Introduction To: Inside Incurable Lives


We see so much in print these days about the “addicted”, the “overdoses”, the “bad guys” that are posting incorrect information all over the internet and about the opioid crisis.  Of course it seems as though only those of us living with daily chronic pain, truly understand that the “crisis” is indeed one of the pain patients “falling through the cracks”. Being-untreated or under treated and then committing suicide or having to spend the rest of their lives in agony.  This is the true “Opioid Crisis”.  But then I saw a short clip of a very well spoken, kind young woman named Victoria Suan.  She was asking for volunteers to help with an upcoming video compilation called “Inside Incurable Lives”, that she was doing for Social media.  She was going to follow a few stories of persons living with daily chronic pain and show how it affects their lives. I responded to her request and sent in some video clips; as did several other chronic pain patients. The first Social media video compilation called “Inside Incurable Lives, Episode 1”,  came out in September 2017.  In the second video compilation, Victoria was asking if chronic pain patients would be able to tell her “What one pain medication, would they not be able to live without?” Secondly, “If your Dr. Could no longer provide this, what would you do?”  The second video compilation project, “Inside Incurable Lives Episode 2”, focused on the voices of pain patients and their views regarding access or lack of access to opioid pain medications as well as medical marijuana. Episode  2  finished and posted in October. I was happy to be able to participate in both of these projects. I’m trying to help with this crisis in any way that I can. Later, I will be providing the links to these 2 video compilations for Social media. But first, I want you to introduce you to Victoria Suan, and her feature Documentary “Becoming Incurable”.

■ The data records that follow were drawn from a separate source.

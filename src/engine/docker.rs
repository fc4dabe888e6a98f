//! Docker implementation of the engine abstraction, using bollard.
//!
//! All calls go to the local daemon socket. The pull path mirrors the
//! streaming protocol: the daemon emits newline-delimited status messages
//! and the terminal one carries the overall result, so the last message's
//! error field decides whether the pull succeeded.

use std::collections::HashMap;

use async_trait::async_trait;
use bollard::container::{
    Config, CreateContainerOptions, InspectContainerOptions, ListContainersOptions, LogOutput,
    LogsOptions, NetworkingConfig, RemoveContainerOptions, StartContainerOptions,
};
use bollard::image::CreateImageOptions;
use bollard::models::{EndpointIpamConfig, EndpointSettings, Ipam, IpamConfig};
use bollard::network::{CreateNetworkOptions, ListNetworksOptions};
use bollard::Docker;
use futures::StreamExt;

use crate::engine::{
    ContainerBrief, ContainerEngine, ContainerSpec, NetworkBrief, NetworkSpec, ProbedState,
};
use crate::error::HarnessError;

/// Engine client backed by the local Docker daemon.
pub struct DockerEngine {
    docker: Docker,
}

impl DockerEngine {
    /// Connects to the daemon over the platform's local defaults
    /// (the unix socket on Linux).
    pub fn connect() -> Result<Self, HarnessError> {
        let docker = Docker::connect_with_local_defaults()
            .map_err(|e| HarnessError::EngineUnavailable(e.to_string()))?;
        Ok(Self { docker })
    }

    /// Wraps an existing bollard handle.
    pub fn from_docker(docker: Docker) -> Self {
        Self { docker }
    }
}

fn is_not_found(err: &bollard::errors::Error) -> bool {
    matches!(
        err,
        bollard::errors::Error::DockerResponseServerError {
            status_code: 404,
            ..
        }
    )
}

#[async_trait]
impl ContainerEngine for DockerEngine {
    async fn pull_image(&self, image: &str) -> Result<(), HarnessError> {
        let options = CreateImageOptions {
            from_image: image,
            ..Default::default()
        };

        let mut stream = self.docker.create_image(Some(options), None, None);
        let mut terminal = None;

        while let Some(message) = stream.next().await {
            match message {
                Ok(info) => terminal = Some(info),
                Err(e) => {
                    return Err(HarnessError::ImagePull {
                        image: image.to_string(),
                        message: e.to_string(),
                    })
                }
            }
        }

        // The terminal status message carries the overall pull result.
        if let Some(error) = terminal.and_then(|info| info.error) {
            return Err(HarnessError::ImagePull {
                image: image.to_string(),
                message: error,
            });
        }

        Ok(())
    }

    async fn list_containers(&self) -> Result<Vec<ContainerBrief>, HarnessError> {
        let options = ListContainersOptions::<String> {
            all: true,
            ..Default::default()
        };

        let summaries = self
            .docker
            .list_containers(Some(options))
            .await
            .map_err(|e| HarnessError::Engine(format!("failed to list containers: {e}")))?;

        Ok(summaries
            .into_iter()
            .map(|summary| ContainerBrief {
                id: summary.id.unwrap_or_default(),
                names: summary.names.unwrap_or_default(),
                labels: summary.labels.unwrap_or_default(),
            })
            .collect())
    }

    async fn create_container(&self, spec: &ContainerSpec) -> Result<String, HarnessError> {
        // Bind the endpoint to the fixture network with the precomputed
        // static address; the monitor must know its own IP up front.
        let mut endpoints = HashMap::new();
        endpoints.insert(
            spec.network.clone(),
            EndpointSettings {
                ipam_config: Some(EndpointIpamConfig {
                    ipv4_address: Some(spec.address.to_string()),
                    ..Default::default()
                }),
                ..Default::default()
            },
        );

        let config = Config {
            image: Some(spec.image.clone()),
            env: if spec.env.is_empty() {
                None
            } else {
                Some(spec.env.clone())
            },
            cmd: spec.cmd.clone(),
            labels: Some(spec.labels.clone()),
            attach_stdin: Some(false),
            attach_stdout: Some(true),
            attach_stderr: Some(true),
            networking_config: Some(NetworkingConfig {
                endpoints_config: endpoints,
            }),
            ..Default::default()
        };

        let options = CreateContainerOptions {
            name: spec.name.clone(),
            platform: None,
        };

        let response = self
            .docker
            .create_container(Some(options), config)
            .await
            .map_err(|e| HarnessError::Provisioning(format!("container creation failed: {e}")))?;

        Ok(response.id)
    }

    async fn start_container(&self, id: &str) -> Result<(), HarnessError> {
        self.docker
            .start_container(id, None::<StartContainerOptions<String>>)
            .await
            .map_err(|e| HarnessError::Start(e.to_string()))
    }

    async fn probe_container(&self, id: &str) -> Result<ProbedState, HarnessError> {
        let info = self
            .docker
            .inspect_container(id, None::<InspectContainerOptions>)
            .await
            .map_err(|e| HarnessError::Engine(format!("failed to inspect container: {e}")))?;

        let state = info
            .state
            .ok_or_else(|| HarnessError::Engine("container has no state".to_string()))?;

        let status = state.status.map(|s| s.to_string()).unwrap_or_default();
        Ok(match status.as_str() {
            "created" => ProbedState::Created,
            "running" | "restarting" | "paused" => ProbedState::Running,
            "exited" => ProbedState::Exited {
                exit_code: state.exit_code.unwrap_or(-1),
            },
            "dead" => ProbedState::Dead,
            other => ProbedState::Other(other.to_string()),
        })
    }

    async fn container_logs(&self, id: &str) -> Result<Vec<String>, HarnessError> {
        let options = LogsOptions::<String> {
            stdout: true,
            stderr: true,
            follow: false,
            timestamps: false,
            ..Default::default()
        };

        let mut stream = self.docker.logs(id, Some(options));
        let mut lines = Vec::new();

        while let Some(chunk) = stream.next().await {
            match chunk {
                Ok(LogOutput::StdOut { message }) | Ok(LogOutput::StdErr { message }) => {
                    for line in String::from_utf8_lossy(&message).lines() {
                        lines.push(line.to_string());
                    }
                }
                Ok(_) => {}
                Err(e) => {
                    return Err(HarnessError::Engine(format!("error reading logs: {e}")));
                }
            }
        }

        Ok(lines)
    }

    async fn inspect_container(&self, id: &str) -> Result<serde_json::Value, HarnessError> {
        let info = self
            .docker
            .inspect_container(id, None::<InspectContainerOptions>)
            .await
            .map_err(|e| HarnessError::Engine(format!("failed to inspect container: {e}")))?;

        serde_json::to_value(info)
            .map_err(|e| HarnessError::Engine(format!("unserializable inspect payload: {e}")))
    }

    async fn remove_container(&self, id: &str) -> Result<(), HarnessError> {
        let options = RemoveContainerOptions {
            force: true,
            v: true,
            ..Default::default()
        };

        match self.docker.remove_container(id, Some(options)).await {
            Ok(()) => Ok(()),
            Err(e) if is_not_found(&e) => Ok(()),
            Err(e) => Err(HarnessError::Engine(format!(
                "failed to remove container: {e}"
            ))),
        }
    }

    async fn list_networks(&self) -> Result<Vec<NetworkBrief>, HarnessError> {
        let networks = self
            .docker
            .list_networks(None::<ListNetworksOptions<String>>)
            .await
            .map_err(|e| HarnessError::Engine(format!("failed to list networks: {e}")))?;

        Ok(networks
            .into_iter()
            .map(|network| NetworkBrief {
                id: network.id.unwrap_or_default(),
                name: network.name.unwrap_or_default(),
                labels: network.labels.unwrap_or_default(),
            })
            .collect())
    }

    async fn create_network(&self, spec: &NetworkSpec) -> Result<(), HarnessError> {
        let options = CreateNetworkOptions {
            name: spec.name.clone(),
            check_duplicate: true,
            driver: spec.driver.clone(),
            internal: spec.internal,
            ipam: Ipam {
                config: Some(vec![IpamConfig {
                    subnet: Some(spec.subnet.clone()),
                    gateway: Some(spec.gateway.to_string()),
                    ..Default::default()
                }]),
                ..Default::default()
            },
            labels: spec.labels.clone(),
            ..Default::default()
        };

        self.docker
            .create_network(options)
            .await
            .map(|_| ())
            .map_err(|e| HarnessError::Provisioning(format!("network creation failed: {e}")))
    }

    async fn remove_network(&self, name: &str) -> Result<(), HarnessError> {
        match self.docker.remove_network(name).await {
            Ok(()) => Ok(()),
            Err(e) if is_not_found(&e) => Ok(()),
            Err(e) => Err(HarnessError::Engine(format!(
                "failed to remove network: {e}"
            ))),
        }
    }
}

Victoria lives in California and since High school, she was interested in becoming a filmmaker. She graduated from Sacramento State with a Communications degree. She started creating short documentaries during college and then afterwards she decided that she wanted to make a feature documentary. She started researching blogs and video’s on YouTube. From there she discovered the chronic illness community. Victoria found through her research, what she describes as “a wonderful support network of people who are giving one another validation as they deal with the frustrations of chronic pain.”  She told me that she was thrilled by what she saw, and inspired. She decided to create a feature documentary about “chronic illness through intimate stories of real people living with chronic pain”. Starting out with her cousin who lives with Dystonia and a friend with another incurable condition, she then found her third featured person for the documentary. She describes the 8 or 9 months of filming as a “wonderful journey”.

The two video compilations on social media, that I participated in, were an extension of her feature documentary. Victoria then made a Facebook page and it became a platform for the chronic illness and pain communities.  She has become a “voice” for those of us who live with pain & chronic illnesses and she is showing our side of this painful journey.   She also wants to do whatever she can so people learn about her feature documentary. 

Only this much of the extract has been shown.